Setelah kisah Liu Tianquan muncul dalam media, membuat banyak orang Tionghoa merasa terharu. Sungguh sulit ditemukan pada zaman masyarakat materialis seperti sekarang ini. Ada teman-teman dunia maya (internet) mengatakan, "Pada zaman dahulu ada seorang bernama Lao Laizi. Meskipun sudah berusia di atas 70 tahun, masih sering berupaya menyenangkan ibunda yang sudah berusia 90 tahun lebih, dengan mengenakan pakaian warna-warni berdandan menyerupai masa kecilnya, bercanda di depan ibunda agar sang ibu tertawa."

"Lao Laizi Menghibur Ibunda" merupakan sebuah cerita yang sangat terkenal pada zaman dahulu, merupakan salah satu dari "Dua Puluh Empat Cara Berbakti", beberapa puluh tahun terakhir ini sudah tidak ada orang yang mengungkitnya lagi. Tak terduga hari ini masih hidup seorang Lao Laizi! Sungguh merupakan sebuah keajaiban!

Ada teman-teman dunia maya yang memberikan pujian penuh kekaguman, "Anda adalah orang biasa yang sangat luar biasa, membuat kami gembira, kagum dan terharu, Anda telah memenuhi karakter moralitas anak berbakti budaya Tionghoa dengan tindakan nyata. Di dunia manusia memang ada perasaan yang tulus, perasaan yang tulus hanya ada di antara masyarakat manusia biasa!"

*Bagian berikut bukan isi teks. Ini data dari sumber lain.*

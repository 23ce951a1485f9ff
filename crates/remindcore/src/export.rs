//! JSON export of stored entries (used by the `export` CLI subcommand).

use serde::Serialize;

use crate::core::error::AppResult;
use crate::entry::{Entry, EntryKind, STORED_DATETIME_FORMAT, STORED_DATE_FORMAT};
use crate::storage::EntryStore;

#[derive(Debug, Serialize)]
struct ExportEntry {
    id: i64,
    chat_id: i64,
    user_id: i64,
    username: Option<String>,
    kind: String,
    text: String,
    due: String,
    #[serde(skip_serializing_if = "Option::is_none")]
    lead_days: Option<i64>,
    #[serde(skip_serializing_if = "Option::is_none")]
    gifts: Option<String>,
    #[serde(skip_serializing_if = "Option::is_none")]
    note: Option<String>,
    delivered_at: Option<String>,
}

impl From<&Entry> for ExportEntry {
    fn from(entry: &Entry) -> Self {
        let (text, due, lead_days, gifts, note) = match &entry.kind {
            EntryKind::Birthday(b) => (
                b.name.clone(),
                b.birthday_date.format(STORED_DATE_FORMAT).to_string(),
                Some(b.reminder_lead),
                Some(b.gifts.clone()),
                Some(b.note.clone()),
            ),
            EntryKind::Reminder(r) => (
                r.text.clone(),
                r.remind_at.format(STORED_DATETIME_FORMAT).to_string(),
                None,
                None,
                None,
            ),
        };

        Self {
            id: entry.id,
            chat_id: entry.owner.chat_id,
            user_id: entry.owner.user_id,
            username: entry.owner.username.clone(),
            kind: entry.variant().to_string(),
            text,
            due,
            lead_days,
            gifts,
            note,
            delivered_at: entry
                .delivered_at
                .map(|at| at.format(STORED_DATETIME_FORMAT).to_string()),
        }
    }
}

/// Render entries as a pretty-printed JSON array.
pub fn export_json(entries: &[Entry]) -> AppResult<String> {
    let export_entries: Vec<ExportEntry> = entries.iter().map(ExportEntry::from).collect();
    Ok(serde_json::to_string_pretty(&export_entries)?)
}

/// Export one chat's entries, or every decodable entry when `chat_id` is `None`.
pub fn export_store(store: &EntryStore, chat_id: Option<i64>) -> AppResult<String> {
    let entries = match chat_id {
        Some(chat_id) => store.list(chat_id)?,
        None => store
            .list_all()?
            .into_iter()
            .flat_map(|owner| owner.entries)
            .collect(),
    };
    export_json(&entries)
}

"Siapa yang mengatakan rasa bakti seorang anak (yang hanya setinggi rumput kecil) dapat membalas budi maha besar sang ibu (yang bagaikan mentari musim semi). Seekor kambing pun berlutut pada induk yang menyusuinya, seekor burung gagak pun setelah dewasa akan membagikan makanan pada induknya, apalagi manusia."